Opera productions include: Mozart’s The Magic Flute, Shostakovich’s The Nose, and Alban Berg’s Lulu, and have been seen at opera houses including: the Metropolitan Opera in New York, La Scala in Milan, English National Opera in London, Opera de Lyon, Amsterdam opera, and others. Summer 2017 saw the premiere of Kentridge’s production of Berg’s Wozzeck for the Salzburg Festival.

The 5-channel video and sound installation The Refusal of Time was made for Documenta (13) in 2012; since then it has been seen in cities around the world. More Sweetly Play the Dance, an 8-channel video projection shown first seen in Amsterdam in April 2015, and Notes Toward a Model Opera, a three-screen projection looking at the Chinese Cultural Revolution, made for an exhibition in Beijing in 2015; both have been presented in many other cities since. Kentridge’s ambitious yet ephemeral public art project for Rome, Triumphs & Laments (a 500 m frieze of figure power-washed from pollution and bacterial growth on the walls of the Tiber River) opened in April 2016 with a performance of live music composed by Philip Miller and a procession of shadow figures.

Forthcoming projects include: The Head & the Load, a large production to be seen at the Park Avenue Armory in New York and the Tate Turbine Hall in London in 2018.

Kentridge is the recipient of honorary doctorates from several universities including Yale and the University of London, and in 2012 he presented the Charles Eliot Norton Lectures at Harvard University. In 2010, he received the Kyoto Prize. In 2015 he was appointed an Honorary Academician of the Royal Academy in London. In October 2017, he received the Princesa de Asturias Award for the arts.

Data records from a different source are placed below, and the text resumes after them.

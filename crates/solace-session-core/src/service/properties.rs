//! Connection properties resolved at `create()` time.

use serde::{Deserialize, Serialize};

use crate::destination::Queue;
use crate::submission::SubmissionMode;

/// Connection retry settings carried by a factory.
#[derive(Debug, Clone, Copy, PartialEq, Eq, Hash, Serialize, Deserialize)]
#[serde(rename_all = "camelCase", default)]
pub struct RetryPolicy {
    pub connect_retries: u32,
    pub reconnect_retries: u32,
    pub reconnect_retry_wait_ms: u64,
}

impl Default for RetryPolicy {
    fn default() -> Self {
        Self {
            connect_retries: 3,
            reconnect_retries: 3,
            reconnect_retry_wait_ms: 3000,
        }
    }
}

/// Plain record of everything a session needs to open its connection.
///
/// Built by the factory from its own configuration plus the bound queue and
/// submission mode, so two sessions created from equal factories carry equal
/// properties apart from the client name.
#[derive(Debug, Clone, PartialEq, Eq, Serialize, Deserialize)]
#[serde(rename_all = "camelCase")]
pub struct SessionProperties {
    pub host: String,
    pub vpn_name: String,
    pub username: String,
    pub client_name: String,
    #[serde(default, skip_serializing_if = "Option::is_none")]
    pub queue: Option<Queue>,
    #[serde(default, skip_serializing_if = "Option::is_none")]
    pub submission_mode: Option<SubmissionMode>,
    pub callback_on_reactor: bool,
    pub ack_window_size: u8,
    pub retry: RetryPolicy,
}

impl SessionProperties {
    pub const DEFAULT_ACK_WINDOW_SIZE: u8 = 255;

    pub fn new(
        host: impl Into<String>,
        vpn_name: impl Into<String>,
        username: impl Into<String>,
        client_name: impl Into<String>,
    ) -> Self {
        Self {
            host: host.into(),
            vpn_name: vpn_name.into(),
            username: username.into(),
            client_name: client_name.into(),
            queue: None,
            submission_mode: None,
            callback_on_reactor: false,
            ack_window_size: Self::DEFAULT_ACK_WINDOW_SIZE,
            retry: RetryPolicy::default(),
        }
    }

    pub fn with_queue(mut self, queue: Option<Queue>) -> Self {
        self.queue = queue;
        self
    }

    pub fn with_retry(mut self, retry: RetryPolicy) -> Self {
        self.retry = retry;
        self
    }

    /// Record the submission mode and apply its producer tuning, if any.
    pub fn with_submission_mode(mut self, mode: Option<SubmissionMode>) -> Self {
        self.submission_mode = mode;
        if let Some(tuning) = mode.and_then(SubmissionMode::producer_tuning) {
            self.callback_on_reactor = tuning.callback_on_reactor;
            self.ack_window_size = tuning.ack_window_size;
        }
        self
    }
}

Kyle Shepherd - Music Director / Composer
Kyle Shepherd is one of South Africa’s leading pianists, composers, and film and theatre music composers of his generation. Internationally recognized for his distinctive compositional style and performances, Shepherd has released seven jazz albums to date and a number of film, TV, and theatre scores to date including: Blood and Water – season 2 (Netflix), Savage Beauty – season 1 (Netflix), Surviving Paradise as additional music composer (Netflix), Indemnity, Barakat - South Africa’s official entry into the Academy Awards 2022, The Life and Times of Michael K (Handspring Puppet Company Theatre production based on the Nobel Prize-winning novel by J M Coetzee), Fiela se Kind (Silwerskerm Award for Best Score), Vlugtig, and Noem My Skollie (Call Me Thief) – South Africa’s official entry to the 2017 Academy Awards, which was nominated for the 2017 South African Film & Television Award [SAFTA] for Best Achievement in Original Music Score in a Feature Film. He was awarded the 2018 South African Humanities and Social Sciences (HSS) Award: Book, Creative Collection and Digital Contribution 2018, hosted by the National Institute for Humanities and Social Sciences (NIHSS), and for Best Musical Composition for his composition ‘Noem My Skollie’. Shepherd’s music also features prominently in independent film-maker Nadine Cloete’s documentary, Action Kommandant, based on the untold story of the young South African revolutionary freedom fighter, Ashley Kriel.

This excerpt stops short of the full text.